The dividend yield has also dropped with this massive run, Chemours now yield just 2.7%. It may be best to wait for a yield of above 3%. If the stock retreats to $29, it would yield 3.4%. Investors should demand a higher yield, given the volatility and cyclicality of the company’s earnings. Although Q1 is its weakest quarter, the company used cash in its operations to the tune of $247 million after paying for CapEx and dividends (Exhibit). But, the company has enough cash to cover its debt payments and dividends for the foreseeable future if the economy takes a deep downturn.
Exhibit 8:
The company’s 3-year yield on cost is an astounding 6.5%, which means investors who acquired the stock during the market’s pandemic meltdown in 2020 have not only doubled their investment but also generated a great income from the stock. This is an example of buying good companies during times of panic.

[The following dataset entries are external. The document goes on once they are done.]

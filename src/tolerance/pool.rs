//! Vertex welding through a uniform hash grid.

use crate::primitives::Point2;
use std::collections::HashMap;

/// Deduplicating store of points.
///
/// A point within `epsilon` of one already stored maps to the stored one's
/// id; the first point of a cluster keeps its exact coordinates. Lookups
/// only scan the 3x3 block of grid cells around the query, so the cell size
/// is `epsilon` itself.
#[derive(Debug, Clone)]
pub struct VertexPool {
    points: Vec<Point2<f64>>,
    cells: HashMap<(i64, i64), Vec<usize>>,
    epsilon: f64,
    cell_size: f64,
}

impl VertexPool {
    pub fn new(epsilon: f64) -> Self {
        let epsilon = if epsilon.is_finite() { epsilon.max(0.0) } else { 0.0 };
        Self {
            points: Vec::new(),
            cells: HashMap::new(),
            epsilon,
            cell_size: if epsilon > 0.0 { epsilon } else { 1.0 },
        }
    }

    /// Returns the id of the stored point matching `p`, inserting it first if
    /// there is none.
    pub fn insert(&mut self, p: Point2<f64>) -> usize {
        if let Some(id) = self.find(p) {
            return id;
        }

        let id = self.points.len();
        self.points.push(p);
        self.cells.entry(self.cell_of(p)).or_default().push(id);
        id
    }

    /// Id of a stored point within `epsilon` of `p`.
    pub fn find(&self, p: Point2<f64>) -> Option<usize> {
        let (cx, cy) = self.cell_of(p);
        let eps_sq = self.epsilon * self.epsilon;

        for dx in -1..=1 {
            for dy in -1..=1 {
                let key = (cx.saturating_add(dx), cy.saturating_add(dy));
                if let Some(ids) = self.cells.get(&key) {
                    if let Some(&id) = ids
                        .iter()
                        .find(|&&id| self.points[id].distance_squared(p) <= eps_sq)
                    {
                        return Some(id);
                    }
                }
            }
        }

        None
    }

    #[inline]
    pub fn get(&self, id: usize) -> Point2<f64> {
        self.points[id]
    }

    #[inline]
    pub fn points(&self) -> &[Point2<f64>] {
        &self.points
    }

    #[inline]
    pub fn len(&self) -> usize {
        self.points.len()
    }

    #[inline]
    pub fn is_empty(&self) -> bool {
        self.points.is_empty()
    }

    fn cell_of(&self, p: Point2<f64>) -> (i64, i64) {
        // float to int casts saturate
        (
            (p.x / self.cell_size).floor() as i64,
            (p.y / self.cell_size).floor() as i64,
        )
    }
}

#[cfg(test)]
mod tests {
    use super::*;

    #[test]
    fn test_welds_within_epsilon() {
        let mut pool = VertexPool::new(0.1);
        let a = pool.insert(Point2::new(1.0, 1.0));
        let b = pool.insert(Point2::new(1.05, 0.98));
        let c = pool.insert(Point2::new(1.2, 1.0));

        assert_eq!(a, b);
        assert_ne!(a, c);
        assert_eq!(pool.len(), 2);
        // first point of the cluster wins
        assert_eq!(pool.get(a), Point2::new(1.0, 1.0));
    }

    #[test]
    fn test_neighbouring_cells() {
        let mut pool = VertexPool::new(0.1);
        let a = pool.insert(Point2::new(0.099, 0.0));
        let b = pool.insert(Point2::new(0.101, 0.0));
        assert_eq!(a, b);
    }

    #[test]
    fn test_zero_epsilon_is_exact() {
        let mut pool = VertexPool::new(0.0);
        let a = pool.insert(Point2::new(3.0, 4.0));
        assert_eq!(pool.insert(Point2::new(3.0, 4.0)), a);
        assert_ne!(pool.insert(Point2::new(3.0, 4.000001)), a);
        assert_eq!(pool.find(Point2::new(9.0, 9.0)), None);
    }

    #[test]
    fn test_huge_coordinates() {
        let mut pool = VertexPool::new(1e-9);
        let a = pool.insert(Point2::new(1e300, -1e300));
        assert_eq!(pool.insert(Point2::new(1e300, -1e300)), a);
        assert!(!pool.is_empty());
    }
}
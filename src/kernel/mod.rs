//! Geometry kernels: polygon construction, stroking, winding resolution and
//! boolean operations behind one trait.
//!
//! The flattening pipeline only relies on the contour and direction-flag
//! semantics of [`Polygon`]; anything implementing [`GeometryKernel`] can
//! stand in for the bundled [`SweepKernel`].

mod overlay;
mod sweep;

pub use sweep::SweepKernel;

use crate::path::VertexList;
use crate::polygon::{FillRule, Polygon, StrokeStyle};

/// Operations a polygon back end provides.
pub trait GeometryKernel {
    /// One contour per vertex-list contour, all flagged `Ascending`. No
    /// resolution happens here.
    fn fill_convert(&self, vertices: &VertexList) -> Polygon;

    /// Outline of every contour stroked with `style`, resolved. Curves in the
    /// outline (round caps and joins) deviate at most `flatness` from the
    /// true arc.
    fn stroke_convert(&self, vertices: &VertexList, style: &StrokeStyle, flatness: f64)
        -> Polygon;

    /// Non-overlapping contours covering exactly the points `rule` fills.
    fn resolve_winding(&self, polygon: Polygon, rule: FillRule) -> Polygon;

    /// Points filled (non-zero) by either operand.
    fn union(&self, a: &Polygon, b: &Polygon) -> Polygon;

    /// Points filled (non-zero) by both operands.
    fn intersect(&self, a: &Polygon, b: &Polygon) -> Polygon;
}
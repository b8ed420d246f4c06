//! Quadratic Bézier curves and their uniform discretization.
//!
//! The number of line segments used for a curve is tied to the magnitude of
//! its second difference `p0 - 2*p1 + p2`, which is a cheap stand-in for
//! curvature times chord length. Nearly straight curves collapse to a single
//! segment while large, strongly bent ones get proportionally more.

use crate::primitives::{Point2, Vec2};
use num_traits::Float;

/// Upper bound on the number of line segments a single curve may produce.
pub const MAX_CURVE_PARTS: usize = 1 << 20;

/// A quadratic Bézier curve defined by 3 control points.
///
/// The curve starts at `p0`, is influenced by `p1`, and ends at `p2`.
#[derive(Debug, Clone, Copy, PartialEq)]
pub struct QuadraticBezier2<F> {
    /// Start point
    pub p0: Point2<F>,
    /// Control point
    pub p1: Point2<F>,
    /// End point
    pub p2: Point2<F>,
}

impl<F: Float> QuadraticBezier2<F> {
    /// Creates a new quadratic Bézier curve.
    #[inline]
    pub fn new(p0: Point2<F>, p1: Point2<F>, p2: Point2<F>) -> Self {
        Self { p0, p1, p2 }
    }

    /// Evaluates `p2*t² + 2*p1*t*(1-t) + p0*(1-t)²`.
    #[inline]
    pub fn eval(&self, t: F) -> Point2<F> {
        let one = F::one();
        let two = one + one;
        let mt = one - t;

        Point2::new(
            self.p2.x * t * t + two * self.p1.x * t * mt + self.p0.x * mt * mt,
            self.p2.y * t * t + two * self.p1.y * t * mt + self.p0.y * mt * mt,
        )
    }

    /// The second difference `p2 - 2*p1 + p0`.
    ///
    /// Zero exactly when the control point sits on the chord midpoint, in
    /// which case the curve is a straight line traversed at constant speed.
    #[inline]
    pub fn second_difference(&self) -> Vec2<F> {
        let two = F::one() + F::one();
        Vec2::new(
            self.p2.x - two * self.p1.x + self.p0.x,
            self.p2.y - two * self.p1.y + self.p0.y,
        )
    }

    /// Number of line segments used to approximate the curve.
    ///
    /// `max(1, floor(sqrt(|ddx| + |ddy|) * subdivision_factor))`, clamped to
    /// [`MAX_CURVE_PARTS`]. Both the sizing and the emission pass of the path
    /// flattener call this, so the two always agree.
    pub fn subdivision_parts(&self, subdivision_factor: F) -> usize {
        let dd = self.second_difference();
        let parts = ((dd.x.abs() + dd.y.abs()).sqrt() * subdivision_factor).floor();

        // NaN and negative values fail this comparison and fall back to one part
        if parts >= F::one() {
            parts
                .to_usize()
                .unwrap_or(MAX_CURVE_PARTS)
                .min(MAX_CURVE_PARTS)
        } else {
            1
        }
    }

    /// Evaluates the curve at `parts + 1` evenly spaced parameters, including
    /// both endpoints.
    pub fn uniform_points(&self, parts: usize) -> impl Iterator<Item = Point2<F>> + '_ {
        let parts = parts.max(1);
        let step = F::one() / F::from(parts).unwrap_or_else(F::one);

        (0..=parts).map(move |i| {
            let t = F::from(i).unwrap_or_else(F::zero) * step;
            self.eval(t)
        })
    }
}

The Chemours Company has a low PE for a reason
The company trades at a forward GAAP PE of 9.6x compared to the sector median of 13x. But, its five-year average is 8.2x. A discounted cash flow model estimates the per-share equity value at $26 (Exhibit 9). This is a drop from $30 when I ran the model in February. The valuation dropped due to lower revenues. This model assumes a discount rate of 10%, which may be too high given the company’s reasonably strong balance sheet with a manageable debt load. On the other hand, the company’s highly volatile earnings may necessitate this discount rate.
Exhibit 9:
Although the company operates in a cyclical market, the Chemours Company can make an excellent long-term holding if purchased at a valuation that offers some safety and good income during volatile times. The stock is highly volatile and will present good buying opportunities when there is an economic slowdown. Investors should demand a yield greater than 3% before acquiring the stock.